Heaven’s Bride
The Unprintable Life of Ida C. Craddock, American Mystic, Scholar, Sexologist, Martyr, and Madwoman
Leigh Eric Schmidt
Basic Books, $28.95, 335 pp.

Padre Pio
Miracles and Politics in a Secular Age
Sergio Luzzatto
Translated by Frederika Randall
Metropolitan Books, $35, 384 pp.

 

Though sex and stigmata form two poles of human experience—one anchored in the carnal union of human beings, the other issuing from the spiritual joining of human and divine—the rapture of sexual union can point to heavenly realities, just as the sanctity of stigmata can speak to more worldly concerns. Such insights inform the seductions offered by two remarkable new books. Heaven’s Bride chronicles the “unprintable life” of Ida Craddock (1857–1902), the American freethinker and self-proclaimed mystic considered by some a martyr for free speech. Padre Pio addresses the life of the revered Capuchin stigmatist of San Giovanni Rotondo in southern Italy. Ida Craddock died alone, by her own hand, while Padre Pio passed away (in 1968) after having been publicly acknowledged as a living saint. But despite their divergent earthly trajectories, the lives of Ida Craddock and Padre Pio reveal the unexpectedly close relationship between sex and stigmata.

Heaven’s Bride paints a vivid portrait of an idealistic reformer whose idiosyncrasies reflected the hopes and anxieties of turn-of-the-century America. Harvard historian Leigh Eric Schmidt begins his study of Craddock near the end of her life, with her arrest for obscenity by Anthony Comstock of the New York Society for the Suppression of Vice. Schmidt then circles back through Craddock’s early years to chart her burgeoning interest in reshaping American attitudes toward sexuality.

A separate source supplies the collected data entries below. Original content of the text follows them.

use anyhow::Result;
use clap::{Parser, Subcommand};
use colored::*;
use std::process::{Command, Stdio};
use std::time::Instant;

#[derive(Parser)]
#[command(name = "x")]
#[command(about = "Development automation for cachesim")]
struct Cli {
    #[command(subcommand)]
    command: Commands,
}

#[derive(Subcommand)]
enum Commands {
    /// Run all CI checks (fmt, clippy, build, test)
    Ci {
        #[arg(long)]
        verbose: bool,
    },
    /// Quick checks before commit (fmt, clippy)
    Check {
        #[arg(long)]
        verbose: bool,
    },
    /// Format code
    Fmt {
        #[arg(long)]
        check: bool,
    },
    /// Run clippy
    Clippy {
        #[arg(long)]
        fix: bool,
    },
    /// Build the project
    Build {
        #[arg(long)]
        release: bool,
    },
    /// Run tests
    Test {
        #[arg(long)]
        doc: bool,
        /// Run only ISA (decode/address) tests
        #[arg(long)]
        isa: bool,
        /// Run only cache tests
        #[arg(long)]
        cache: bool,
        /// Run only access engine tests
        #[arg(long)]
        engine: bool,
        /// Run only trace/simulator tests
        #[arg(long)]
        trace: bool,
    },
    /// Run benchmarks
    Bench,
    /// Replay a trace file through the simulator binary
    Replay {
        /// Trace file (defaults to input_file.txt)
        #[arg(default_value = "input_file.txt")]
        trace_path: String,
        /// Print registers and memory as well as the cache
        #[arg(long)]
        full: bool,
        /// Build in release mode
        #[arg(long)]
        release: bool,
    },
    /// Pre-commit hook (fmt, clippy, test)
    PreCommit,
    /// Install git hooks
    InstallHooks,
}

fn main() -> Result<()> {
    let cli = Cli::parse();

    match cli.command {
        Commands::Ci { verbose } => run_ci(verbose),
        Commands::Check { verbose } => run_check(verbose),
        Commands::Fmt { check } => run_fmt(check),
        Commands::Clippy { fix } => run_clippy(fix),
        Commands::Build { release } => run_build(release),
        Commands::Test {
            doc,
            isa,
            cache,
            engine,
            trace,
        } => run_test(doc, isa, cache, engine, trace),
        Commands::Bench => run_bench(),
        Commands::Replay {
            trace_path,
            full,
            release,
        } => run_replay(&trace_path, full, release),
        Commands::PreCommit => run_pre_commit(),
        Commands::InstallHooks => install_hooks(),
    }
}

/// A named step in a check pipeline
type Step = (&'static str, fn() -> Result<()>);

const QUICK_STEPS: &[Step] = &[("fmt --check", fmt_check), ("clippy", clippy_strict)];

const CI_STEPS: &[Step] = &[
    ("fmt --check", fmt_check),
    ("clippy", clippy_strict),
    ("build", build_debug),
    ("test", test_all),
];

const PRE_COMMIT_STEPS: &[Step] = &[
    ("fmt --check", fmt_check),
    ("clippy", clippy_strict),
    ("test", test_all),
];

fn run_ci(verbose: bool) -> Result<()> {
    run_pipeline("CI", CI_STEPS, verbose)
}

fn run_check(verbose: bool) -> Result<()> {
    run_pipeline("quick checks", QUICK_STEPS, verbose)
}

fn run_pre_commit() -> Result<()> {
    run_pipeline("pre-commit", PRE_COMMIT_STEPS, false)
}

/// Run steps in order, stopping at the first failure
fn run_pipeline(title: &str, steps: &[Step], verbose: bool) -> Result<()> {
    println!("{}", format!("=== cachesim {} ===", title).bold().blue());
    let start = Instant::now();

    for (name, step) in steps {
        run_task(name, *step, verbose)?;
    }

    println!(
        "\n{} {} passed in {}",
        "✓".green().bold(),
        title,
        format!("{:.2}s", start.elapsed().as_secs_f64()).bold()
    );
    Ok(())
}

fn fmt_check() -> Result<()> {
    run_fmt(true)
}

fn clippy_strict() -> Result<()> {
    run_clippy(false)
}

fn build_debug() -> Result<()> {
    run_build(false)
}

fn test_all() -> Result<()> {
    run_test(false, false, false, false, false)
}

/// `cargo <args...>` with inherited stdio
fn cargo(args: &[&str]) -> Result<()> {
    execute_command(Command::new("cargo").args(args))
}

fn run_fmt(check: bool) -> Result<()> {
    if check {
        cargo(&["fmt", "--all", "--", "--check"])
    } else {
        cargo(&["fmt", "--all"])
    }
}

fn run_clippy(fix: bool) -> Result<()> {
    if fix {
        cargo(&["clippy", "--all-targets", "--fix", "--allow-dirty"])
    } else {
        cargo(&["clippy", "--all-targets", "--", "-D", "warnings"])
    }
}

fn run_build(release: bool) -> Result<()> {
    if release {
        cargo(&["build", "--workspace", "--release"])
    } else {
        cargo(&["build", "--workspace"])
    }
}

fn run_test(doc: bool, isa: bool, cache: bool, engine: bool, trace: bool) -> Result<()> {
    if doc {
        return cargo(&["test", "--doc"]);
    }

    let modules = [
        (isa, "core::isa", "ISA"),
        (cache, "core::cache", "Cache"),
        (engine, "core::engine", "Engine"),
        (trace, "core::trace", "Trace"),
        (trace, "core::simulator", "Simulator"),
    ];
    let module_count = modules.iter().filter(|(enabled, _, _)| *enabled).count();

    if module_count == 0 {
        return cargo(&["test", "--workspace"]);
    }

    let mut all_success = true;

    for (enabled, module_path, module_name) in modules {
        if !enabled {
            continue;
        }

        println!("{} Running {} tests...", "→".blue(), module_name.bold());

        match cargo(&["test", "--lib", module_path]) {
            Ok(_) => {
                println!("{} {} tests passed\n", "✓".green(), module_name);
            }
            Err(e) => {
                println!("{} {} tests failed\n", "✗".red(), module_name);
                all_success = false;
                if module_count == 1 {
                    return Err(e);
                }
            }
        }
    }

    if all_success {
        Ok(())
    } else {
        anyhow::bail!("Some module tests failed")
    }
}

fn run_bench() -> Result<()> {
    cargo(&["bench", "--bench", "engine_bench"])
}

fn run_replay(trace_path: &str, full: bool, release: bool) -> Result<()> {
    use std::fs;
    use std::path::Path;

    println!("{}", "=== Trace Replay ===".bold().blue());

    let path = Path::new(trace_path);
    if !path.exists() {
        println!(
            "{} Trace file not found: {}",
            "✗".red().bold(),
            trace_path.yellow()
        );
        println!(
            "\n{} Expected one 32-character binary instruction per line.",
            "ℹ".blue()
        );
        anyhow::bail!("Trace file not found");
    }

    let lines = fs::read_to_string(path)?
        .lines()
        .filter(|l| !l.trim().is_empty())
        .count();

    println!("{} Trace file: {}", "✓".green(), trace_path.cyan());
    println!("{} Instructions: {}", "→".blue(), lines.to_string().bold());
    println!(
        "{} Build mode: {}",
        "→".blue(),
        if release {
            "release".green().bold()
        } else {
            "debug".yellow().bold()
        }
    );
    println!();

    let start = Instant::now();

    let mut args = vec!["run", "--bin", "cachesim"];
    if release {
        args.push("--release");
    }
    args.extend(["--", trace_path, "--stats"]);
    if full {
        args.extend(["--registers", "--memory"]);
    }

    cargo(&args).inspect_err(|_| println!("\n{} Trace replay failed", "✗".red().bold()))?;

    let elapsed = start.elapsed();
    println!(
        "\n{} Trace replay completed in {}",
        "✓".green().bold(),
        format!("{:.2}s", elapsed.as_secs_f64()).bold()
    );

    Ok(())
}

const PRE_COMMIT_HOOK: &str = "#!/bin/sh
# Installed by `cargo x install-hooks`
exec cargo x pre-commit
";

fn install_hooks() -> Result<()> {
    use std::fs;
    use std::path::Path;

    let hooks = Path::new(".git/hooks");
    if !hooks.is_dir() {
        anyhow::bail!("{} not found; run from the repository root", hooks.display());
    }

    let hook = hooks.join("pre-commit");
    fs::write(&hook, PRE_COMMIT_HOOK)?;

    #[cfg(unix)]
    {
        use std::os::unix::fs::PermissionsExt;
        fs::set_permissions(&hook, fs::Permissions::from_mode(0o755))?;
    }

    println!("{} Installed {}", "✓".green(), hook.display().to_string().cyan());
    Ok(())
}

fn run_task(name: &str, task: fn() -> Result<()>, verbose: bool) -> Result<()> {
    print!("{} {} ... ", "→".blue(), name);
    let start = Instant::now();

    if let Err(e) = task() {
        println!("{}", "✗".red().bold());
        return Err(e);
    }

    if verbose {
        println!("{} ({:.2}s)", "✓".green().bold(), start.elapsed().as_secs_f64());
    } else {
        println!("{}", "✓".green().bold());
    }
    Ok(())
}

fn execute_command(cmd: &mut Command) -> Result<()> {
    let status = cmd
        .stdout(Stdio::inherit())
        .stderr(Stdio::inherit())
        .status()?;

    if !status.success() {
        anyhow::bail!("Command failed with exit code: {}", status);
    }

    Ok(())
}
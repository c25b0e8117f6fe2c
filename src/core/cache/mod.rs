// SPDX-License-Identifier: Apache-2.0
// Copyright 2025 itsakeyfut
//
// Licensed under the Apache License, Version 2.0 (the "License");
// you may not use this file except in compliance with the License.
// You may obtain a copy of the License at
//
//     http://www.apache.org/licenses/LICENSE-2.0
//
// Unless required by applicable law or agreed to in writing, software
// distributed under the License is distributed on an "AS IS" BASIS,
// WITHOUT WARRANTIES OR CONDITIONS OF ANY KIND, either express or implied.
// See the License for the specific language governing permissions and
// limitations under the License.

//! 2-way set-associative data cache
//!
//! # Organization
//!
//! - **Sets**: 8, selected by immediate bits [4:2]
//! - **Ways**: 2 blocks per set
//! - **Block size**: 1 word
//! - **Replacement**: LRU via one history flag per block
//!
//! ```text
//! Set i:  [ Block 0 | V | H | Tag | Data ]  [ Block 1 | V | H | Tag | Data ]
//! ```
//!
//! A set starts cold: both blocks invalid with no recency order. The first
//! victim selection in a cold set picks block 0 and marks block 1 as next in
//! line, so the order is defined from the first touch onward. After any
//! completed access exactly one block is MRU and the other LRU.
//!
//! The cache only stores state. Hit/miss handling, write-back and the
//! store policy live in the access engine.
//!
//! # Example
//!
//! ```
//! use cachesim::core::cache::{Cache, Recency};
//!
//! let mut cache = Cache::new();
//! assert_eq!(cache.lookup(2, 1), None);
//!
//! let victim = cache.select_victim(2);
//! assert_eq!(victim, 0); // cold start
//! cache.install(2, victim, 1, 15);
//! cache.update_recency(2, victim);
//!
//! assert_eq!(cache.lookup(2, 1), Some(0));
//! assert_eq!(cache.block(2, 0).recency, Recency::Mru);
//! assert_eq!(cache.block(2, 1).recency, Recency::Lru);
//! ```

use serde::Serialize;
use std::fmt;

#[cfg(test)]
mod tests;

/// Number of sets
pub const NUM_SETS: usize = 8;

/// Blocks per set
pub const WAYS: usize = 2;

/// Recency flag of a block within its set
#[derive(Debug, Clone, Copy, PartialEq, Eq, Default, Serialize)]
pub enum Recency {
    /// Set has not been touched yet
    #[default]
    Cold,
    /// Most recently used
    Mru,
    /// Least recently used (next victim)
    Lru,
}

impl fmt::Display for Recency {
    fn fmt(&self, f: &mut fmt::Formatter<'_>) -> fmt::Result {
        f.write_str(match self {
            Recency::Cold => "-",
            Recency::Mru => "MRU",
            Recency::Lru => "LRU",
        })
    }
}

/// A single cache block
///
/// Each block stores:
/// - **valid**: whether `tag`/`data` describe a memory word
/// - **recency**: MRU/LRU order within the set
/// - **tag**: immediate bits [8:5] of the cached address
/// - **data**: the cached word
#[derive(Debug, Clone, Copy, PartialEq, Eq, Serialize)]
pub struct CacheBlock {
    /// Valid bit
    pub valid: bool,
    /// History flag
    pub recency: Recency,
    /// Address tag (4 bits)
    pub tag: u8,
    /// Cached word
    pub data: u32,
}

impl CacheBlock {
    /// Create a new invalid block
    #[inline(always)]
    const fn new() -> Self {
        Self {
            valid: false,
            recency: Recency::Cold,
            tag: 0,
            data: 0,
        }
    }
}

/// Two blocks sharing a set index
#[derive(Debug, Clone, Copy, PartialEq, Eq, Serialize)]
pub struct CacheSet {
    blocks: [CacheBlock; WAYS],
}

impl CacheSet {
    const fn new() -> Self {
        Self {
            blocks: [CacheBlock::new(); WAYS],
        }
    }

    /// Blocks in way order
    pub fn blocks(&self) -> &[CacheBlock; WAYS] {
        &self.blocks
    }

    /// True until the first access to this set
    pub fn is_cold(&self) -> bool {
        self.blocks.iter().all(|b| b.recency == Recency::Cold)
    }

    /// True when one block is MRU and the other LRU
    pub fn is_ordered(&self) -> bool {
        matches!(
            (self.blocks[0].recency, self.blocks[1].recency),
            (Recency::Mru, Recency::Lru) | (Recency::Lru, Recency::Mru)
        )
    }
}

/// 2-way set-associative data cache
///
/// # Performance Characteristics
///
/// - **Lookup**: O(1) - two tag compares
/// - **Victim selection**: O(1) - read two history flags
/// - **Install / recency update**: O(1)
#[derive(Debug, Clone, PartialEq, Eq)]
pub struct Cache {
    sets: Vec<CacheSet>,
}

impl Cache {
    /// Create a cache with every set cold
    pub fn new() -> Self {
        Self {
            sets: vec![CacheSet::new(); NUM_SETS],
        }
    }

    /// Return every set to the cold state
    pub fn reset(&mut self) {
        self.sets.fill(CacheSet::new());
    }

    /// Find the valid block holding `tag`
    ///
    /// Block 0 is checked before block 1. No side effects.
    ///
    /// # Returns
    ///
    /// - `Some(block)` on a hit
    /// - `None` on a miss
    #[inline(always)]
    pub fn lookup(&self, index: usize, tag: u8) -> Option<usize> {
        self.sets[index]
            .blocks
            .iter()
            .position(|b| b.valid && b.tag == tag)
    }

    /// Pick the block to replace in a set
    ///
    /// In a cold set this returns block 0 and marks block 1 LRU, which
    /// establishes the recency order. Otherwise the LRU block is returned.
    ///
    /// # Panics
    ///
    /// If the set holds any recency combination other than cold or
    /// MRU/LRU. That state is unreachable through the public API and means
    /// the cache model itself is broken.
    pub fn select_victim(&mut self, index: usize) -> usize {
        let set = &mut self.sets[index];
        match (set.blocks[0].recency, set.blocks[1].recency) {
            (Recency::Cold, Recency::Cold) => {
                set.blocks[1].recency = Recency::Lru;
                0
            }
            (Recency::Lru, Recency::Mru) => 0,
            (Recency::Mru, Recency::Lru) => 1,
            (h0, h1) => panic!(
                "cache invariant violated: set {} has recency ({:?}, {:?})",
                index, h0, h1
            ),
        }
    }

    /// Mark `block` MRU and its sibling LRU
    ///
    /// Called once per access that touches a block, after the block's
    /// contents reach their post-access values.
    #[inline(always)]
    pub fn update_recency(&mut self, index: usize, block: usize) {
        debug_assert!(block < WAYS);
        let set = &mut self.sets[index];
        set.blocks[block].recency = Recency::Mru;
        set.blocks[block ^ 1].recency = Recency::Lru;
        assert!(
            set.is_ordered(),
            "cache invariant violated: set {} unordered after access",
            index
        );
    }

    /// Fill a block with a new tag and word and mark it valid
    ///
    /// Recency is left alone; the caller follows up with
    /// [`Cache::update_recency`].
    #[inline(always)]
    pub fn install(&mut self, index: usize, block: usize, tag: u8, data: u32) {
        let b = &mut self.sets[index].blocks[block];
        b.valid = true;
        b.tag = tag;
        b.data = data;
    }

    /// Overwrite the data of a valid block (store hit)
    #[inline(always)]
    pub fn write_data(&mut self, index: usize, block: usize, data: u32) {
        let b = &mut self.sets[index].blocks[block];
        debug_assert!(b.valid, "store hit on invalid block");
        b.data = data;
    }

    /// Borrow one block
    #[inline(always)]
    pub fn block(&self, index: usize, block: usize) -> &CacheBlock {
        &self.sets[index].blocks[block]
    }

    /// Borrow one set
    pub fn set(&self, index: usize) -> &CacheSet {
        &self.sets[index]
    }

    /// All sets in index order
    pub fn sets(&self) -> &[CacheSet] {
        &self.sets
    }

    /// Check if no block holds valid data
    pub fn is_empty(&self) -> bool {
        self.len() == 0
    }

    /// Number of valid blocks (0-16)
    pub fn len(&self) -> usize {
        self.sets
            .iter()
            .flat_map(|s| s.blocks.iter())
            .filter(|b| b.valid)
            .count()
    }

    /// Valid blocks as a percentage of capacity (0.0-100.0)
    pub fn occupancy(&self) -> f64 {
        (self.len() as f64 / (NUM_SETS * WAYS) as f64) * 100.0
    }
}

impl Default for Cache {
    fn default() -> Self {
        Self::new()
    }
}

As one of her friends wryly remarked, Craddock had “a self-destructive impulse ‘to impart knowledge without discrimination.’” She defended a belly-dancing display at the Columbian Exposition as a “religious memorial” that represented the “apotheosis of female passion.” She advocated primeval phallic worship as a path to “erotic redemption.” Most spectacularly, she claimed to have been tutored in the amative arts by an angel named Soph, the spirit of a deceased suitor she had once spurned. As a sexologist who counseled couples on the spiritual and physical intricacies of “right marital living,” Craddock advocated the separation of sex from procreation and promoted male continence—not only to prolong the pleasure of the woman but also to lead the man to the mystical ecstasy of orgasm without ejaculation.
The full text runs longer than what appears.